Огонь трещал и щелкал. Ром мурлыкал. В окна из-за танцующих еловых лап прямо на них смотрела луна. А Эмили думала… не могла не думать… о том дне, когда она сидела здесь с Тедди. Самым странным было то, что она думала о нем не тоскуя, не с любовью. Она просто думала о нем. Неужели, спрашивала она себя, с ужасом и страхом, неужели и, стоя перед священником вместе с Дином, она вдруг обнаружит, что думает о Тедди?
Когда огонь догорел и в камине остался лишь белый пепел, Дин встал.

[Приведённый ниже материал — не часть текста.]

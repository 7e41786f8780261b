// src/engine/mod.rs

//! Runtime loop for autoreload.
//!
//! The runtime has two phases only: watching, and shutting down after an
//! interrupt. It consumes [`RuntimeEvent`]s from the watcher and hands each
//! modification to a [`crate::relay::ReloadBackend`], one at a time.
//!
//! Shutdown travels on its own channel ([`shutdown_channel`]) so an
//! interrupt is noticed before the next queued event is dequeued, not after
//! the whole queue has drained.

use std::path::PathBuf;

use tokio::sync::watch;

/// Events flowing into the runtime from the watcher.
#[derive(Debug, Clone, PartialEq, Eq)]
pub enum RuntimeEvent {
    /// A file (or the watched directory itself) was modified.
    FileModified { path: PathBuf },
}

/// Counters reported when the runtime stops.
#[derive(Debug, Clone, Copy, Default, PartialEq, Eq)]
pub struct RelaySummary {
    /// Modifications whose reset request succeeded.
    pub relayed: usize,
    /// Modifications whose reset request failed (not retried).
    pub failed: usize,
}

impl RelaySummary {
    pub fn total(&self) -> usize {
        self.relayed + self.failed
    }
}

/// Sending half of the shutdown channel, held by the interrupt handler.
#[derive(Debug)]
pub struct ShutdownTrigger {
    tx: watch::Sender<bool>,
}

impl ShutdownTrigger {
    /// Request shutdown. Idempotent.
    pub fn trigger(&self) {
        self.tx.send_replace(true);
    }
}

/// Receiving half of the shutdown channel, held by the runtime.
#[derive(Debug, Clone)]
pub struct Shutdown {
    rx: watch::Receiver<bool>,
}

impl Shutdown {
    /// True once shutdown has been requested.
    pub fn is_requested(&self) -> bool {
        *self.rx.borrow()
    }

    /// Resolves once shutdown has been requested.
    ///
    /// Never resolves if the trigger is dropped without firing.
    pub async fn requested(&mut self) {
        let closed = self.rx.wait_for(|stop| *stop).await.is_err();
        if closed {
            std::future::pending::<()>().await;
        }
    }
}

/// Create a connected shutdown trigger/receiver pair.
pub fn shutdown_channel() -> (ShutdownTrigger, Shutdown) {
    let (tx, rx) = watch::channel(false);
    (ShutdownTrigger { tx }, Shutdown { rx })
}

pub mod runtime;

pub use runtime::Runtime;

#[cfg(test)]
mod tests {
    use super::*;

    #[tokio::test]
    async fn trigger_is_observed() {
        let (trigger, mut shutdown) = shutdown_channel();
        assert!(!shutdown.is_requested());

        trigger.trigger();
        trigger.trigger();

        assert!(shutdown.is_requested());
        shutdown.requested().await;
    }

    #[tokio::test]
    async fn dropped_trigger_never_requests_shutdown() {
        let (trigger, mut shutdown) = shutdown_channel();
        drop(trigger);

        let waited = tokio::time::timeout(
            std::time::Duration::from_millis(50),
            shutdown.requested(),
        )
        .await;
        assert!(waited.is_err());
        assert!(!shutdown.is_requested());
    }
}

— Стоило прожить долгие унылые годы ради этого вечера. И стоит, если понадобится, прожить их снова, вспоминая о нем, — сказал он и, обняв Эмили одной рукой, притянул ближе к себе. Но какой призрак скользнул между их губами, которые могли в этот миг встретиться? Эмили со вздохом отвернулась.

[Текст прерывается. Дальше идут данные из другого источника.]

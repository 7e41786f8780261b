// src/logging.rs

//! Logging setup for `autoreload` using `tracing` + `tracing-subscriber`.
//!
//! Priority for determining the log level:
//! 1. `--log-level` CLI flag (if provided)
//! 2. `AUTORELOAD_LOG` environment variable (e.g. "info", "debug")
//! 3. default to `info`
//!
//! Every line carries a timestamp and goes to stdout.

use anyhow::Result;
use tracing_subscriber::fmt;

use crate::cli::LogLevel;

/// Environment variable consulted when no `--log-level` is given.
pub const LOG_ENV_VAR: &str = "AUTORELOAD_LOG";

/// Initialise global logging subscriber.
///
/// Safe to call once at startup.
pub fn init_logging(cli_level: Option<LogLevel>) -> Result<()> {
    let level = resolve_level(cli_level, std::env::var(LOG_ENV_VAR).ok().as_deref());

    fmt()
        .with_max_level(level)
        .with_target(false)
        .with_thread_ids(false)
        .with_thread_names(false)
        .with_writer(std::io::stdout)
        .try_init()
        .map_err(|e| anyhow::anyhow!("failed to install tracing subscriber: {e}"))?;

    Ok(())
}

fn resolve_level(cli_level: Option<LogLevel>, env_value: Option<&str>) -> tracing::Level {
    match cli_level {
        Some(lvl) => level_from_log_level(lvl),
        None => env_value
            .and_then(parse_level_str)
            .unwrap_or(tracing::Level::INFO),
    }
}

fn level_from_log_level(lvl: LogLevel) -> tracing::Level {
    match lvl {
        LogLevel::Error => tracing::Level::ERROR,
        LogLevel::Warn => tracing::Level::WARN,
        LogLevel::Info => tracing::Level::INFO,
        LogLevel::Debug => tracing::Level::DEBUG,
        LogLevel::Trace => tracing::Level::TRACE,
    }
}

fn parse_level_str(s: &str) -> Option<tracing::Level> {
    match s.trim().to_lowercase().as_str() {
        "error" => Some(tracing::Level::ERROR),
        "warn" | "warning" => Some(tracing::Level::WARN),
        "info" => Some(tracing::Level::INFO),
        "debug" => Some(tracing::Level::DEBUG),
        "trace" => Some(tracing::Level::TRACE),
        _ => None,
    }
}

#[cfg(test)]
mod tests {
    use super::*;

    #[test]
    fn cli_flag_wins_over_env() {
        let lvl = resolve_level(Some(LogLevel::Error), Some("trace"));
        assert_eq!(lvl, tracing::Level::ERROR);
    }

    #[test]
    fn env_value_is_used_without_flag() {
        assert_eq!(resolve_level(None, Some(" Warning ")), tracing::Level::WARN);
    }

    #[test]
    fn unknown_env_value_falls_back_to_info() {
        assert_eq!(resolve_level(None, Some("loud")), tracing::Level::INFO);
        assert_eq!(resolve_level(None, None), tracing::Level::INFO);
    }
}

— Наше счастливое лето позади, Дин.
— Наше первое счастливое лето, — поправил он. Но в его голосе неожиданно прозвучала легкая скука.
Глава 10
I
В один из ноябрьских вечеров они заперли на замок дверь Разочарованного Дома, и Дин отдал ключ Эмили.
— Храни его до весны, — сказал он, глядя на безмолвные, холодные серые поля по которым гулял промозглый ветер. — До той поры мы сюда не вернемся.

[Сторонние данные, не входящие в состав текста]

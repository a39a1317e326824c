//! Gap analysis
//!
//! Cross-references graph nodes of one kind against reference datasets of
//! known names. Each node is annotated mapped or unmapped, and the report
//! lists both groups by connection degree, busiest first.

use crate::graph::{normalize, Graph, MapStatus, NodeDetails, NodeKey, NodeKind};
use crate::source::TempoDataset;
use serde::{Deserialize, Serialize};
use std::collections::HashSet;
use std::io;
use std::path::Path;

/// Normalized names known to the reference datasets
#[derive(Debug, Clone, Default, PartialEq)]
pub struct ReferenceSet {
    names: HashSet<String>,
}

#[derive(Deserialize)]
struct ReferenceRecord {
    artist: String,
}

impl ReferenceSet {
    pub fn new() -> Self {
        Self::default()
    }

    pub fn insert(&mut self, name: &str) {
        let name = normalize(name);
        if !name.is_empty() {
            self.names.insert(name);
        }
    }

    pub fn contains(&self, name: &str) -> bool {
        self.names.contains(&normalize(name))
    }

    pub fn len(&self) -> usize {
        self.names.len()
    }

    pub fn is_empty(&self) -> bool {
        self.names.is_empty()
    }

    /// Every artist in the tempo dataset
    pub fn add_tempo_dataset(&mut self, dataset: &TempoDataset) {
        for artist in dataset.artists() {
            self.insert(artist);
        }
    }

    /// Every `artist` in a JSON array of records. A missing file adds nothing.
    pub fn add_json_file(&mut self, path: impl AsRef<Path>) -> io::Result<()> {
        let path = path.as_ref();
        if !path.exists() {
            return Ok(());
        }
        let raw = std::fs::read_to_string(path)?;
        let records: Vec<ReferenceRecord> = serde_json::from_str(&raw)
            .map_err(|e| io::Error::new(io::ErrorKind::InvalidData, e))?;
        for record in records {
            self.insert(&record.artist);
        }
        Ok(())
    }
}

impl<'a> FromIterator<&'a str> for ReferenceSet {
    fn from_iter<I: IntoIterator<Item = &'a str>>(iter: I) -> Self {
        let mut set = Self::new();
        for name in iter {
            set.insert(name);
        }
        set
    }
}

#[derive(Debug, Clone, PartialEq, Serialize)]
#[serde(rename_all = "camelCase")]
pub struct GapEntry {
    pub key: NodeKey,
    pub name: String,
    pub is_landmark: bool,
    pub connections: u32,
    #[serde(skip_serializing_if = "Option::is_none")]
    pub catalog_id: Option<u64>,
    pub status: MapStatus,
}

#[derive(Debug, Clone, PartialEq, Serialize)]
#[serde(rename_all = "camelCase")]
pub struct GapReport {
    pub kind: NodeKind,
    pub total: usize,
    pub mapped_count: usize,
    pub unmapped_count: usize,
    /// Unmapped nodes, highest degree first
    pub gaps: Vec<GapEntry>,
    /// Mapped nodes, highest degree first
    pub mapped: Vec<GapEntry>,
}

/// Annotate every node of `kind` with its coverage status and partition
/// them. Nodes with a blank name are left alone.
pub fn analyze(graph: &mut Graph, kind: NodeKind, reference: &ReferenceSet) -> GapReport {
    let mut gaps = Vec::new();
    let mut mapped = Vec::new();

    for (key, node) in graph.nodes.iter_mut() {
        if node.kind() != kind || node.name.trim().is_empty() {
            continue;
        }
        let status = if reference.contains(&node.name) {
            MapStatus::Mapped
        } else {
            MapStatus::Unmapped
        };
        node.map_status = Some(status);

        let catalog_id = match &node.details {
            NodeDetails::Artist(a) => a.catalog_id,
            NodeDetails::Track(t) => t.catalog_id,
            NodeDetails::Album(a) => a.catalog_id,
            _ => None,
        };
        let entry = GapEntry {
            key: key.clone(),
            name: node.name.clone(),
            is_landmark: node.is_landmark,
            connections: node.connections,
            catalog_id,
            status,
        };
        match status {
            MapStatus::Mapped => mapped.push(entry),
            MapStatus::Unmapped => gaps.push(entry),
        }
    }

    // Stable: equal degrees keep key order
    gaps.sort_by(|a, b| b.connections.cmp(&a.connections));
    mapped.sort_by(|a, b| b.connections.cmp(&a.connections));

    GapReport {
        kind,
        total: gaps.len() + mapped.len(),
        mapped_count: mapped.len(),
        unmapped_count: gaps.len(),
        gaps,
        mapped,
    }
}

Зима оказалась снежной, и на тропинке, ведущей к маленькому домику, лежали такие сугробы, что Эмили ни разу не смогла подойти к нему поближе. Но думала она о нем очень часто и радостно — о том, как среди снегов он ожидает весны, жизни и исполнения давних желаний…. В целом та зима была счастливым временем для всех. Дин не уехал, а его чарующая любезность заставила старых леди из Молодого Месяца почти простить его за то, что он Кривобок Прист. Впрочем, тетя Элизабет никогда не могла понять больше половины его высказываний, а тетя Лора ставила ему в вину перемену в Эмили. Эмили, действительно, изменилась. Кузен Джимми и тетя Лора видели это, хотя остальные, казалось, ничего не замечали. Часто в ее глазах было странное беспокойство. И чего-то не хватало в ее смехе. Он не был таким неудержимым, таким непринужденным, как прежде. Она стала женщиной раньше времени, думала тетя Лора, тяжело вздыхая. Было ли ужасное падение с лестницы Молодого Месяца единственной причиной этой перемены? Была ли Эмили счастлива? Задать этот вопрос племяннице Лора не осмеливалась. Любила ли она Дина Приста, за которого собиралась в июне выйти замуж? Этого Лора не знала, зато она знала, что любовь не принадлежит к числу явлений, подчиняющихся простым правилам… а также и то, что девушка, которая так счастлива, как должна быть счастлива помолвленная девушка, не расхаживает часами взад и вперед по своей комнате в темноте, когда ей следует спать. Эти бессонные ночи нельзя было объяснить тем, что Эмили сочиняет рассказы, так как Эмили больше ничего не сочиняла. Напрасно мисс Ройал в своих письмах из Нью-Йорка уговаривала и отчитывала ее. Напрасно кузен Джимми потихоньку выкладывал время от времени на ее письменный стол новую «книжку от Джимми». Напрасно Лора робко намекала, что не стоило бы бросать писательскую работу, ведь начало было таким хорошим. Даже презрение, с которым тетя Элизабет объявила, что всегда знала, как быстро Эмили надоест этот труд — «непостоянство Старров, вы же знаете», — не ужалило Эмили настолько, чтобы она вернулась к перу. Она не могла писать… она никогда не будет даже пытаться снова начать писать.
— Я заплатила все мои долги, и у меня достаточно денег в банке, чтобы купить то, что Дин называет свадебной мишурой. А вы связали для меня крючком два кружевных покрывала, — сказала она, немного устало и с горечью, тете Лоре. — Так что… какая разница?